Client-side Service Composition Using Generic Service Representative

I’m back for a second day at CASCON, attending the technical papers session focused on service oriented systems.

First of the three papers was Client-side Service Composition Using Generic Service Representative by Mehran Najafi and Kamran Sartipi of McMaster University; this concept is presented to prevent the possible privacy and bandwidth problems that can occur when data is passed to a server-side composition. This relies on a client-side stateless task service and service representative, and doing whatever processing can be done locally before resorting to a remote web service call. Using the task services approach rather than a Javascript or RIA-based approach provides more flexibility in terms of local service composition. McMaster has a big medical school, and the example that he discussed was based on clinical data, where privacy is a big concern; being able to maintain the patient data only on the client rather than having it flow through a server-side composition reduces the privacy concerns as well as improving performance.

I’ve been seen this paradigm in use in a couple of different BPM systems that provide client-side screen flow (usually in Javascript at the client or in the web tier) within a single process activity; I’ve seen this from TIBCO AMX/BPM’s Page Flow, Salesforce’s Visual Process Manager and Outsystems. Obviously, the service composition presented in the paper today is a more flexible approach, and is true client-side rather than on the web tier, but the ideas of local process management are already appearing in some BPM products.

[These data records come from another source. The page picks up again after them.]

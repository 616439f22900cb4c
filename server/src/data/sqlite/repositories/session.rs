//! Session and answer repository for SQLite operations

use sqlx::SqlitePool;

use crate::data::sqlite::SqliteError;
use crate::data::types::{AnswerRow, NewAnswer, ResponseRow, SessionAnswerRow, SessionRow};

type SessionTuple = (String, String, String, i64, i64, bool, i64, i64, Option<i64>);

const SESSION_COLUMNS: &str = "id, user_id, questionnaire_id, current_index, total_questions, is_completed, created_at, updated_at, expires_at";

fn session_from_tuple(row: SessionTuple) -> SessionRow {
    let (
        id,
        user_id,
        questionnaire_id,
        current_index,
        total_questions,
        is_completed,
        created_at,
        updated_at,
        expires_at,
    ) = row;
    SessionRow {
        id,
        user_id,
        questionnaire_id,
        current_index,
        total_questions,
        is_completed,
        created_at,
        updated_at,
        expires_at,
    }
}

/// Create or reset the session for a (user, questionnaire) pair
///
/// A new session starts at index 0 with the given question count. An existing
/// one keeps its id and is reset the same way; its answers are untouched.
pub async fn upsert_session(
    pool: &SqlitePool,
    user_id: &str,
    questionnaire_id: &str,
    total_questions: i64,
) -> Result<SessionRow, SqliteError> {
    let id = cuid2::create_id();
    let now = chrono::Utc::now().timestamp();

    let row = sqlx::query_as::<_, SessionTuple>(&format!(
        r#"
        INSERT INTO sessions (id, user_id, questionnaire_id, current_index, total_questions, is_completed, created_at, updated_at)
        VALUES (?, ?, ?, 0, ?, 0, ?, ?)
        ON CONFLICT(user_id, questionnaire_id) DO UPDATE SET
            current_index = 0,
            total_questions = excluded.total_questions,
            is_completed = 0,
            expires_at = NULL,
            updated_at = excluded.updated_at
        RETURNING {}
        "#,
        SESSION_COLUMNS
    ))
    .bind(&id)
    .bind(user_id)
    .bind(questionnaire_id)
    .bind(total_questions)
    .bind(now)
    .bind(now)
    .fetch_one(pool)
    .await?;

    Ok(session_from_tuple(row))
}

/// Get a session, only if it belongs to the given user
pub async fn get_user_session(
    pool: &SqlitePool,
    id: &str,
    user_id: &str,
) -> Result<Option<SessionRow>, SqliteError> {
    let row = sqlx::query_as::<_, SessionTuple>(&format!(
        "SELECT {} FROM sessions WHERE id = ? AND user_id = ?",
        SESSION_COLUMNS
    ))
    .bind(id)
    .bind(user_id)
    .fetch_optional(pool)
    .await?;

    Ok(row.map(session_from_tuple))
}

/// The user's most recently updated incomplete session
pub async fn get_current_session(
    pool: &SqlitePool,
    user_id: &str,
) -> Result<Option<SessionRow>, SqliteError> {
    let row = sqlx::query_as::<_, SessionTuple>(&format!(
        "SELECT {} FROM sessions WHERE user_id = ? AND is_completed = 0 \
         ORDER BY updated_at DESC, rowid DESC LIMIT 1",
        SESSION_COLUMNS
    ))
    .bind(user_id)
    .fetch_optional(pool)
    .await?;

    Ok(row.map(session_from_tuple))
}

/// Overwrite cursor and/or completion flag on a user's session
///
/// `None` leaves the field unchanged. Returns None if the session doesn't
/// exist or belongs to someone else.
pub async fn override_session_progress(
    pool: &SqlitePool,
    id: &str,
    user_id: &str,
    current_index: Option<i64>,
    is_completed: Option<bool>,
) -> Result<Option<SessionRow>, SqliteError> {
    let now = chrono::Utc::now().timestamp();
    let result = sqlx::query(
        "UPDATE sessions SET current_index = COALESCE(?, current_index), \
         is_completed = COALESCE(?, is_completed), updated_at = ? \
         WHERE id = ? AND user_id = ?",
    )
    .bind(current_index)
    .bind(is_completed)
    .bind(now)
    .bind(id)
    .bind(user_id)
    .execute(pool)
    .await?;

    if result.rows_affected() == 0 {
        return Ok(None);
    }
    get_user_session(pool, id, user_id).await
}

/// Append an answer and advance the session cursor in one transaction
///
/// The cursor moves only if it still equals `expected_index`. Otherwise the
/// transaction is rolled back and `Conflict` is returned.
pub async fn record_answer(pool: &SqlitePool, new: &NewAnswer) -> Result<AnswerRow, SqliteError> {
    let id = cuid2::create_id();
    let now = chrono::Utc::now().timestamp();
    let answer_json = serde_json::to_string(&new.answer_json).unwrap_or_else(|_| "{}".to_string());

    let mut tx = pool.begin().await?;

    sqlx::query(
        "INSERT INTO answers (id, session_id, question_id, answer_text, answer_json, answered_at) \
         VALUES (?, ?, ?, ?, ?, ?)",
    )
    .bind(&id)
    .bind(&new.session_id)
    .bind(&new.question_id)
    .bind(&new.answer_text)
    .bind(&answer_json)
    .bind(now)
    .execute(&mut *tx)
    .await?;

    let result = sqlx::query(
        "UPDATE sessions SET current_index = ?, is_completed = ?, updated_at = ? \
         WHERE id = ? AND current_index = ?",
    )
    .bind(new.next_index)
    .bind(new.completed)
    .bind(now)
    .bind(&new.session_id)
    .bind(new.expected_index)
    .execute(&mut *tx)
    .await?;

    if result.rows_affected() == 0 {
        tx.rollback().await?;
        return Err(SqliteError::Conflict(
            "Session was updated concurrently, please retry".to_string(),
        ));
    }

    tx.commit().await?;

    Ok(AnswerRow {
        id,
        session_id: new.session_id.clone(),
        question_id: new.question_id.clone(),
        answer_text: new.answer_text.clone(),
        answer_json: new.answer_json.clone(),
        answered_at: now,
    })
}

/// Answers of a session in submission order, with question text
pub async fn list_session_answers(
    pool: &SqlitePool,
    session_id: &str,
) -> Result<Vec<SessionAnswerRow>, SqliteError> {
    let rows = sqlx::query_as::<_, (String, String, String, Option<String>, i64)>(
        r#"
        SELECT a.id, a.question_id, q.question_text, a.answer_text, a.answered_at
        FROM answers a
        JOIN questions q ON q.id = a.question_id
        WHERE a.session_id = ?
        ORDER BY a.answered_at, a.rowid
        "#,
    )
    .bind(session_id)
    .fetch_all(pool)
    .await?;

    Ok(rows
        .into_iter()
        .map(
            |(id, question_id, question_text, answer_text, answered_at)| SessionAnswerRow {
                id,
                question_id,
                question_text,
                answer_text,
                answered_at,
            },
        )
        .collect())
}

/// All answers across all sessions, newest first
pub async fn list_responses(pool: &SqlitePool) -> Result<Vec<ResponseRow>, SqliteError> {
    let rows = sqlx::query_as::<_, (String, String, String, String, Option<String>, i64)>(
        r#"
        SELECT a.id, s.user_id, s.questionnaire_id, q.question_text, a.answer_text, a.answered_at
        FROM answers a
        JOIN sessions s ON s.id = a.session_id
        JOIN questions q ON q.id = a.question_id
        ORDER BY a.answered_at DESC, a.rowid DESC
        "#,
    )
    .fetch_all(pool)
    .await?;

    Ok(rows
        .into_iter()
        .map(
            |(id, user_id, questionnaire_id, question_text, answer_text, answered_at)| ResponseRow {
                id,
                user_id,
                questionnaire_id,
                question_text,
                answer_text,
                answered_at,
            },
        )
        .collect())
}

#[cfg(test)]
mod tests {
    use super::*;
    use crate::data::sqlite::repositories::list_questions;
    use crate::data::sqlite::repositories::test_support::{
        insert_questionnaire, insert_user, setup_test_pool,
    };

    fn answer(session: &SessionRow, question_id: &str, expected: i64) -> NewAnswer {
        let next = expected + 1;
        NewAnswer {
            session_id: session.id.clone(),
            question_id: question_id.to_string(),
            answer_text: Some(format!("answer {}", next)),
            answer_json: serde_json::json!({}),
            expected_index: expected,
            next_index: next,
            completed: next >= session.total_questions,
        }
    }

    #[tokio::test]
    async fn test_upsert_creates_then_resets() {
        let pool = setup_test_pool().await;
        let user = insert_user(&pool, "u").await;
        let q = insert_questionnaire(&pool, "Q", 2).await;

        let first = upsert_session(&pool, &user, &q, 2).await.unwrap();
        assert_eq!(first.current_index, 0);
        assert_eq!(first.total_questions, 2);
        assert!(!first.is_completed);

        override_session_progress(&pool, &first.id, &user, Some(2), Some(true))
            .await
            .unwrap()
            .unwrap();

        let second = upsert_session(&pool, &user, &q, 2).await.unwrap();
        assert_eq!(second.id, first.id);
        assert_eq!(second.current_index, 0);
        assert!(!second.is_completed);

        let count: i64 = sqlx::query_scalar("SELECT COUNT(*) FROM sessions")
            .fetch_one(&pool)
            .await
            .unwrap();
        assert_eq!(count, 1);
    }

    #[tokio::test]
    async fn test_get_user_session_checks_owner() {
        let pool = setup_test_pool().await;
        let owner = insert_user(&pool, "owner").await;
        let other = insert_user(&pool, "other").await;
        let q = insert_questionnaire(&pool, "Q", 1).await;
        let session = upsert_session(&pool, &owner, &q, 1).await.unwrap();

        assert!(get_user_session(&pool, &session.id, &owner).await.unwrap().is_some());
        assert!(get_user_session(&pool, &session.id, &other).await.unwrap().is_none());
        assert!(
            override_session_progress(&pool, &session.id, &other, Some(1), None)
                .await
                .unwrap()
                .is_none()
        );
    }

    #[tokio::test]
    async fn test_current_session_skips_completed() {
        let pool = setup_test_pool().await;
        let user = insert_user(&pool, "u").await;
        let q1 = insert_questionnaire(&pool, "Q1", 1).await;
        let q2 = insert_questionnaire(&pool, "Q2", 1).await;

        assert!(get_current_session(&pool, &user).await.unwrap().is_none());

        let s1 = upsert_session(&pool, &user, &q1, 1).await.unwrap();
        let s2 = upsert_session(&pool, &user, &q2, 1).await.unwrap();

        // Same-second updates fall back to insertion order
        let current = get_current_session(&pool, &user).await.unwrap().unwrap();
        assert_eq!(current.id, s2.id);

        override_session_progress(&pool, &s2.id, &user, None, Some(true))
            .await
            .unwrap();
        let current = get_current_session(&pool, &user).await.unwrap().unwrap();
        assert_eq!(current.id, s1.id);
    }

    #[tokio::test]
    async fn test_record_answer_advances_cursor() {
        let pool = setup_test_pool().await;
        let user = insert_user(&pool, "u").await;
        let q = insert_questionnaire(&pool, "Q", 2).await;
        let questions = list_questions(&pool, &q).await.unwrap();
        let session = upsert_session(&pool, &user, &q, 2).await.unwrap();

        record_answer(&pool, &answer(&session, &questions[0].id, 0))
            .await
            .unwrap();
        let after_one = get_user_session(&pool, &session.id, &user).await.unwrap().unwrap();
        assert_eq!(after_one.current_index, 1);
        assert!(!after_one.is_completed);

        record_answer(&pool, &answer(&session, &questions[1].id, 1))
            .await
            .unwrap();
        let after_two = get_user_session(&pool, &session.id, &user).await.unwrap().unwrap();
        assert_eq!(after_two.current_index, 2);
        assert!(after_two.is_completed);

        let answers = list_session_answers(&pool, &session.id).await.unwrap();
        assert_eq!(answers.len(), 2);
        assert_eq!(answers[0].question_id, questions[0].id);
        assert_eq!(answers[1].answer_text.as_deref(), Some("answer 2"));
    }

    #[tokio::test]
    async fn test_stale_cursor_leaves_no_answer() {
        let pool = setup_test_pool().await;
        let user = insert_user(&pool, "u").await;
        let q = insert_questionnaire(&pool, "Q", 3).await;
        let questions = list_questions(&pool, &q).await.unwrap();
        let session = upsert_session(&pool, &user, &q, 3).await.unwrap();

        record_answer(&pool, &answer(&session, &questions[0].id, 0))
            .await
            .unwrap();
        let err = record_answer(&pool, &answer(&session, &questions[1].id, 0))
            .await
            .unwrap_err();
        assert!(matches!(err, SqliteError::Conflict(_)));

        let count: i64 = sqlx::query_scalar("SELECT COUNT(*) FROM answers")
            .fetch_one(&pool)
            .await
            .unwrap();
        assert_eq!(count, 1);
        let stored = get_user_session(&pool, &session.id, &user).await.unwrap().unwrap();
        assert_eq!(stored.current_index, 1);
    }

    #[tokio::test]
    async fn test_list_responses_newest_first() {
        let pool = setup_test_pool().await;
        let user = insert_user(&pool, "u").await;
        let q = insert_questionnaire(&pool, "Q", 2).await;
        let questions = list_questions(&pool, &q).await.unwrap();
        let session = upsert_session(&pool, &user, &q, 2).await.unwrap();

        record_answer(&pool, &answer(&session, &questions[0].id, 0))
            .await
            .unwrap();
        let latest = record_answer(&pool, &answer(&session, &questions[1].id, 1))
            .await
            .unwrap();

        let responses = list_responses(&pool).await.unwrap();
        assert_eq!(responses.len(), 2);
        assert_eq!(responses[0].id, latest.id);
        assert_eq!(responses[0].user_id, user);
        assert_eq!(responses[0].questionnaire_id, q);
        assert_eq!(responses[0].question_text, questions[1].question_text);
    }

    #[tokio::test]
    async fn test_reassign_keeps_answers() {
        let pool = setup_test_pool().await;
        let user = insert_user(&pool, "u").await;
        let q = insert_questionnaire(&pool, "Q", 1).await;
        let questions = list_questions(&pool, &q).await.unwrap();
        let session = upsert_session(&pool, &user, &q, 1).await.unwrap();
        record_answer(&pool, &answer(&session, &questions[0].id, 0))
            .await
            .unwrap();

        upsert_session(&pool, &user, &q, 1).await.unwrap();
        assert_eq!(list_session_answers(&pool, &session.id).await.unwrap().len(), 1);
    }
}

There were some interesting questions about support for this approach on mobile platforms (possible as the mobile OS’s become more capable) and a discussion on what we’re giving up in terms of loose coupling by having a particular orchestration of multiple services bound to a single client-side activity.

CASCON Keynote: 20th Anniversary, Big Data and a Smarter Planet

With the morning workshop (and lunch) behind us, the first part of the afternoon is the opening keynote, starting with Judy Huber, who oversees the 5,000 people at the IBM Canada software labs, which includes the Centre for Advanced Studies (CAS) technology incubation lab that spawned this conference. This is the 20th year of CASCON, and some of the attendees have been here since the beginning, but there are a lot of younger faces who were barely born when CASCON started.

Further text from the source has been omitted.